=== Data extract ===
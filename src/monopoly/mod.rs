mod error;
pub use error::Error;

mod position;
pub use position::Position;

mod names;
pub use names::{Locale, name_of, short_label};

mod square;
pub use square::{Square, SquareType, classify};

mod board;
pub use board::{Board, GRID, Point, square_geometry};

mod player;
pub use player::Color;

mod dice;
pub use dice::{DiceSource, Die, RandomDice, ScriptedDice};

mod game;
pub use game::{MatchState, Phase, Roll};
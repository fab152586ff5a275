use std::{fmt::Debug, num::NonZeroU8};

use rand::{Rng, SeedableRng, rngs::SmallRng};

/// The face of a single six sided die. Always in `1..=6`.
#[derive(Clone, Copy, PartialEq, Eq, Hash)]
pub struct Die {
    data: NonZeroU8,
}

impl Die {
    pub const ALL: [Self; 6] = [
        Die::from_number(1), Die::from_number(2), Die::from_number(3),
        Die::from_number(4), Die::from_number(5), Die::from_number(6),
    ];

    /// Only for constants. Use [`Die::new`] for values that are not known to be valid.
    const fn from_number(value: u8) -> Self {
        Die { data: NonZeroU8::new(value).unwrap() }
    }

    pub fn new(value: u8) -> Option<Self> {
        match value {
            1..=6 => Some(Die::from_number(value)),
            _ => None,
        }
    }

    pub fn value(&self) -> u8 {
        self.data.get()
    }
}

impl Debug for Die {
    fn fmt(&self, f: &mut std::fmt::Formatter<'_>) -> std::fmt::Result {
        write!(f, "Die({})", self.value())
    }
}

/// Where the turn engine gets its rolls from.
pub trait DiceSource {
    fn roll(&mut self) -> Die;
}

/// Uniform rolls from any [`Rng`].
pub struct RandomDice<R: Rng = SmallRng> {
    rng: R,
}

impl RandomDice<SmallRng> {
    /// Reproducible rolls: the same seed always yields the same sequence.
    pub fn seeded(seed: u64) -> Self {
        RandomDice { rng: SmallRng::seed_from_u64(seed) }
    }

    pub fn from_entropy() -> Self {
        RandomDice { rng: SmallRng::from_rng(&mut rand::rng()) }
    }
}

impl<R: Rng> RandomDice<R> {
    pub fn with_rng(rng: R) -> Self {
        RandomDice { rng }
    }
}

impl<R: Rng> DiceSource for RandomDice<R> {
    fn roll(&mut self) -> Die {
        Die::ALL[self.rng.random_range(0..Die::ALL.len())]
    }
}

/// Replays a fixed list of rolls, starting over once the list is used up.
#[derive(Debug, Clone)]
pub struct ScriptedDice {
    rolls: Vec<Die>,
    next: usize,
}

impl ScriptedDice {
    /// Panics if `rolls` is empty.
    pub fn new(rolls: impl IntoIterator<Item = Die>) -> Self {
        let rolls = rolls.into_iter().collect::<Vec<_>>();
        assert!(!rolls.is_empty(), "ScriptedDice needs at least one roll");
        ScriptedDice { rolls, next: 0 }
    }
}

impl DiceSource for ScriptedDice {
    fn roll(&mut self) -> Die {
        let die = self.rolls[self.next];
        self.next = (self.next + 1) % self.rolls.len();
        die
    }
}
use std::fmt::Display;

use hashbrown::HashMap;
use rayon::iter::{IntoParallelIterator, ParallelIterator};

use crate::monopoly::{Color, DiceSource, Error, MatchState, Position, RandomDice};

/// Settings for a batch of headless matches.
#[derive(Debug, Clone, Copy, PartialEq, Eq)]
pub struct SimulationConfig {
    pub matches: usize,
    /// Match `k` rolls with dice seeded by `seed + k`.
    pub seed: u64,
    /// Rolls after which a match without a winner is given up.
    pub max_turns: u32,
    pub first: Color,
}

impl Default for SimulationConfig {
    fn default() -> Self {
        SimulationConfig {
            matches: 1000,
            seed: 0,
            max_turns: 1000,
            first: Color::Red,
        }
    }
}

#[derive(Debug, Clone, Copy, PartialEq, Eq)]
pub struct MatchOutcome {
    pub winner: Option<Color>,
    pub rolls: u32,
}

/// Plays one match to the end: roll, check for a winner, end the turn.
/// Every square a pawn lands on is counted in `landings`.
pub fn play_match<D: DiceSource + ?Sized>(
    first: Color,
    dice: &mut D,
    max_turns: u32,
    landings: &mut HashMap<Position, u64>,
) -> Result<MatchOutcome, Error> {
    let mut state = MatchState::start(first);
    for rolls in 1..=max_turns {
        let roll = state.roll_and_move(dice)?;
        *landings.entry(roll.new_position).or_insert(0) += 1;

        if let Some(winner) = state.winner() {
            return Ok(MatchOutcome { winner: Some(winner), rolls });
        }
        state.end_turn()?;
    }
    Ok(MatchOutcome { winner: None, rolls: max_turns })
}

/// Totals over a batch of matches.
#[derive(Debug, Clone, PartialEq, Eq, Default)]
pub struct Report {
    pub matches: u64,
    wins: [u64; 2],
    pub unfinished: u64,
    /// Rolls spent in matches that produced a winner.
    pub finished_rolls: u64,
    pub rolls: u64,
    pub landings: HashMap<Position, u64>,
}

impl Report {
    fn single(outcome: MatchOutcome, landings: HashMap<Position, u64>) -> Self {
        let mut report = Report {
            matches: 1,
            rolls: outcome.rolls as u64,
            landings,
            ..Default::default()
        };
        match outcome.winner {
            Some(winner) => {
                report.wins[winner.index()] = 1;
                report.finished_rolls = outcome.rolls as u64;
            }
            None => report.unfinished = 1,
        }
        report
    }

    pub fn wins(&self, color: Color) -> u64 {
        self.wins[color.index()]
    }

    pub fn finished(&self) -> u64 {
        self.wins.iter().sum()
    }

    pub fn mean_rolls(&self) -> Option<f64> {
        match self.finished() {
            0 => None,
            n => Some(self.finished_rolls as f64 / n as f64),
        }
    }

    pub fn merge(mut self, other: Report) -> Report {
        self.matches += other.matches;
        self.wins[0] += other.wins[0];
        self.wins[1] += other.wins[1];
        self.unfinished += other.unfinished;
        self.finished_rolls += other.finished_rolls;
        self.rolls += other.rolls;
        for (position, count) in other.landings {
            *self.landings.entry(position).or_insert(0) += count;
        }
        self
    }

    /// The `n` squares landed on most often, ties broken by board order.
    pub fn most_landed(&self, n: usize) -> Vec<(Position, u64)> {
        let mut squares = self.landings.iter().map(|(&p, &c)| (p, c)).collect::<Vec<_>>();
        squares.sort_unstable_by(|a, b| b.1.cmp(&a.1).then(a.0.cmp(&b.0)));
        squares.truncate(n);
        squares
    }
}

impl Display for Report {
    fn fmt(&self, f: &mut std::fmt::Formatter<'_>) -> std::fmt::Result {
        let rate = |count: u64| match self.matches {
            0 => 0.0,
            n => count as f64 / n as f64 * 100.0,
        };
        writeln!(f, "Matches: {}, Rolls: {}", self.matches, self.rolls)?;
        for color in Color::ALL {
            writeln!(f, "{:<5} wins: {} ({:.2}%)", color, self.wins(color), rate(self.wins(color)))?;
        }
        writeln!(f, "Unfinished: {} ({:.2}%)", self.unfinished, rate(self.unfinished))?;
        match self.mean_rolls() {
            Some(mean) => writeln!(f, "Mean rolls to win: {:.2}", mean)?,
            None => writeln!(f, "Mean rolls to win: -")?,
        }
        write!(f, "Most landed:")?;
        for (position, count) in self.most_landed(5) {
            write!(f, " {}x{}", position, count)?;
        }
        Ok(())
    }
}

/// Runs `config.matches` independent matches on the rayon pool. Each match owns
/// its own state and dice, so the report only depends on the config.
pub fn simulate(config: SimulationConfig) -> Result<Report, Error> {
    log::info!("{:<24}{}", "simulating matches", config.matches);
    let report = (0..config.matches)
        .into_par_iter()
        .map(|k| -> Result<Report, Error> {
            let mut dice = RandomDice::seeded(config.seed.wrapping_add(k as u64));
            let mut landings = HashMap::new();
            let outcome = play_match(config.first, &mut dice, config.max_turns, &mut landings)?;
            Ok(Report::single(outcome, landings))
        })
        .try_reduce(Report::default, |a, b| Ok(a.merge(b)))?;
    log::info!("{:<24}{}", "finished matches", report.finished());
    Ok(report)
}

#[cfg(test)]
mod tests {
    use super::*;
    use crate::monopoly::{Die, ScriptedDice};

    #[test]
    fn test_play_match_scripted() {
        // First player rolls 6, second 1. First reaches 36 after six rolls and then 39 with a 3.
        let mut dice = ScriptedDice::new([6, 1, 6, 1, 6, 1, 6, 1, 6, 1, 6, 1, 3].map(|v| Die::new(v).unwrap()));
        let mut landings = HashMap::new();
        let outcome = play_match(Color::Blue, &mut dice, 100, &mut landings).unwrap();

        assert_eq!(outcome, MatchOutcome { winner: Some(Color::Blue), rolls: 13 });
        assert_eq!(landings.values().sum::<u64>(), 13);
        assert_eq!(landings[&Position::LAST], 1);
        assert_eq!(landings[&Position::new(6).unwrap()], 2);
    }

    #[test]
    fn test_play_match_gives_up() {
        // Only ever rolling 4 visits the multiples of 4 and never reaches 39.
        let mut dice = ScriptedDice::new([Die::new(4).unwrap()]);
        let mut landings = HashMap::new();
        let outcome = play_match(Color::Red, &mut dice, 50, &mut landings).unwrap();

        assert_eq!(outcome, MatchOutcome { winner: None, rolls: 50 });
        assert!(landings.keys().all(|p| p.index() % 4 == 0));
    }

    #[test]
    fn test_simulate_totals() {
        let config = SimulationConfig { matches: 200, seed: 11, max_turns: 500, first: Color::Red };
        let report = simulate(config).unwrap();

        assert_eq!(report.matches, 200);
        assert_eq!(report.finished() + report.unfinished, 200);
        assert_eq!(report.landings.values().sum::<u64>(), report.rolls);
        assert!(report.finished_rolls <= report.rolls);
    }

    #[test]
    fn test_simulate_is_deterministic() {
        let config = SimulationConfig { matches: 64, seed: 5, max_turns: 300, first: Color::Blue };
        assert_eq!(simulate(config).unwrap(), simulate(config).unwrap());
    }

    #[test]
    fn test_merge_and_most_landed() {
        let p = |i| Position::new(i).unwrap();
        let a = Report::single(MatchOutcome { winner: Some(Color::Red), rolls: 3 }, [(p(3), 2), (p(7), 1)].into_iter().collect());
        let b = Report::single(MatchOutcome { winner: None, rolls: 2 }, [(p(7), 1), (p(1), 1)].into_iter().collect());
        let report = a.merge(b);

        assert_eq!(report.matches, 2);
        assert_eq!(report.wins(Color::Red), 1);
        assert_eq!(report.wins(Color::Blue), 0);
        assert_eq!(report.unfinished, 1);
        assert_eq!(report.rolls, 5);
        assert_eq!(report.mean_rolls(), Some(3.0));
        assert_eq!(report.most_landed(2), vec![(p(3), 2), (p(7), 2)]);
    }
}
===
Task item → The answer must be a single number: the count of lines in the entries above that contain "SmallRng".

Response for this exercise → 5